But regardless of the style of web service that you need, don't expect the establishment of the web service to only require minimal effort. You still need to design your interface to the web service provider with the needs of the web service consumer in mind. Also the business logic in your POJOs in your existing application may not be easily reused inside the service implementation (which is what James was trying to elude to). There may be some considerable rework required so that both implementations can share the same logic.
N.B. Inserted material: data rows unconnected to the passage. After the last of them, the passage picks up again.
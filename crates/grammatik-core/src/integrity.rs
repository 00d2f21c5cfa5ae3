//! Cross-record corpus integrity checks.
//!
//! Runs over every schema-valid record, in a fixed order, and reports every
//! violation. Earlier failures never stop later checks.

use std::collections::HashMap;

use crate::error::ValidationError;
use crate::matcher::normalize;
use crate::model::{count_blanks, ExerciseRecord, RecordOrigin, Solution, TaskType};

/// A schema-valid record together with where it was found.
#[derive(Debug, Clone)]
pub struct SourcedRecord {
    pub origin: RecordOrigin,
    pub record: ExerciseRecord,
}

type RecordCheck = fn(&SourcedRecord) -> Option<ValidationError>;

/// Per-task-type checks, in report order.
static TASK_CHECKS: &[(TaskType, RecordCheck)] = &[
    (TaskType::MultipleChoice, check_unambiguous_solution),
    (TaskType::FillBlank, check_blank_count),
];

/// Check cross-record invariants. An empty result means the set is consistent.
pub fn check_corpus(records: &[SourcedRecord]) -> Vec<ValidationError> {
    let mut errors = check_duplicate_ids(records);

    errors.extend(records.iter().filter_map(check_source_group));
    errors.extend(records.iter().filter_map(check_solution_leak));

    for (task_type, check) in TASK_CHECKS {
        errors.extend(
            records
                .iter()
                .filter(|r| r.record.task_type == *task_type)
                .filter_map(check),
        );
    }

    errors
}

fn check_duplicate_ids(records: &[SourcedRecord]) -> Vec<ValidationError> {
    let mut first_seen: HashMap<&str, RecordOrigin> = HashMap::new();
    let mut errors = Vec::new();
    for sourced in records {
        match first_seen.get(sourced.record.id.as_str()) {
            Some(first) => errors.push(ValidationError::DuplicateId {
                id: sourced.record.id.clone(),
                first: *first,
                duplicate: sourced.origin,
            }),
            None => {
                first_seen.insert(&sourced.record.id, sourced.origin);
            }
        }
    }
    errors
}

fn check_source_group(sourced: &SourcedRecord) -> Option<ValidationError> {
    let declared = sourced.record.checklist_item;
    let expected = sourced.origin.group.checklist_item;
    (declared != expected).then(|| ValidationError::ChecklistMismatch {
        id: sourced.record.id.clone(),
        origin: sourced.origin,
        declared,
        expected,
    })
}

/// Solutions shorter than this are common words and may legitimately
/// appear in the prompt.
const MIN_LEAK_LEN: usize = 16;

/// Lowercase and drop whitespace, sentence punctuation and blank markers.
fn fold_for_leak(s: &str) -> String {
    s.chars()
        .filter(|c| !c.is_whitespace() && !matches!(c, '.' | ',' | '!' | '?' | '_'))
        .flat_map(char::to_lowercase)
        .collect()
}

fn check_solution_leak(sourced: &SourcedRecord) -> Option<ValidationError> {
    let record = &sourced.record;
    if count_blanks(&record.sentence) > 0 {
        return None;
    }
    let solution = fold_for_leak(&record.solution.parts().concat());
    let leaked = solution.chars().count() >= MIN_LEAK_LEN
        && fold_for_leak(&record.sentence).contains(&solution);
    leaked.then(|| ValidationError::SolutionLeak {
        id: record.id.clone(),
        origin: sourced.origin,
    })
}

fn check_unambiguous_solution(sourced: &SourcedRecord) -> Option<ValidationError> {
    let record = &sourced.record;
    let occurrences = match (&record.solution, &record.choices) {
        (Solution::Single(solution), Some(choices)) => {
            let solution = normalize(solution);
            choices.iter().filter(|c| normalize(c) == solution).count()
        }
        _ => 0,
    };
    (occurrences != 1).then(|| ValidationError::AmbiguousSolution {
        id: record.id.clone(),
        origin: sourced.origin,
        occurrences,
    })
}

fn check_blank_count(sourced: &SourcedRecord) -> Option<ValidationError> {
    let record = &sourced.record;
    let Solution::Sequence(parts) = &record.solution else {
        // A single-string solution only requires at least one blank, which
        // the schema validator already enforces.
        return None;
    };
    let blanks = count_blanks(&record.sentence);
    (blanks != parts.len()).then(|| ValidationError::BlankCountMismatch {
        id: record.id.clone(),
        origin: sourced.origin,
        blanks,
        solutions: parts.len(),
    })
}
And, as James also pointed out, there is no one, universal form of deployment for web services. The deployment depends on the style of web service that you choose and the implementation of the web services stack. The only thing that all of them have in common is that they require some form of web server somewhere. And there are cases where that web server should not be servlet container (pre-servlet 2.4 API to be specific) - like web services to support a Comet web application (common for AJAX front ends). NIO-based servers like Grizzly or Apache MINA are better suited for that kind of task.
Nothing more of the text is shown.